(Dataset entries)
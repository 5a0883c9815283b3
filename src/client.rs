//! Reqwest-backed implementation of [`PostSource`] against the service's
//! REST API.

use async_trait::async_trait;
use serde::de::DeserializeOwned;
use serde::Deserialize;
use tracing::debug;

use crate::contract::{PostPage, PostSource, SourceError, Team};

/// Default API endpoint of the hosted documentation service.
pub const DEFAULT_BASE_URL: &str = "https://api.esa.io";

/// Page size requested from the posts endpoint.
pub const POSTS_PER_PAGE: u32 = 100;

/// HTTP client holding the base URL and the pre-issued access token.
pub struct ApiClient {
    http: reqwest::Client,
    base_url: String,
    token: String,
}

impl ApiClient {
    pub fn new(token: impl Into<String>) -> Self {
        Self::with_base_url(DEFAULT_BASE_URL, token)
    }

    /// Point the client at a non-default endpoint (self-hosted or a test
    /// server).
    pub fn with_base_url(base_url: &str, token: impl Into<String>) -> Self {
        Self {
            http: reqwest::Client::new(),
            base_url: base_url.trim_end_matches('/').to_string(),
            token: token.into(),
        }
    }

    async fn get_json<T: DeserializeOwned>(&self, url: String) -> Result<T, SourceError> {
        debug!(url = %url, "fetching from post source");
        let response = self
            .http
            .get(&url)
            .bearer_auth(&self.token)
            .send()
            .await
            .map_err(|e| SourceError::Http {
                url: url.clone(),
                source: e,
            })?;

        let status = response.status();
        if !status.is_success() {
            return Err(SourceError::Status { url, status });
        }

        response
            .json::<T>()
            .await
            .map_err(|e| SourceError::Decode { url, source: e })
    }
}

#[derive(Deserialize)]
struct TeamsResponse {
    teams: Vec<Team>,
}

#[async_trait]
impl PostSource for ApiClient {
    async fn list_teams(&self) -> Result<Vec<Team>, SourceError> {
        let url = format!("{}/v1/teams", self.base_url);
        let response: TeamsResponse = self.get_json(url).await?;
        Ok(response.teams)
    }

    async fn list_posts(&self, team: &str, page: u32) -> Result<PostPage, SourceError> {
        let url = format!(
            "{}/v1/teams/{}/posts?per_page={}&page={}",
            self.base_url, team, POSTS_PER_PAGE, page
        );
        self.get_json(url).await
    }
}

Action item:
Only lines that contain the string "debug" count; pick each one out of the records and copy it.

Answer box:
use tracing::debug;
        debug!(url = %url, "fetching from post source");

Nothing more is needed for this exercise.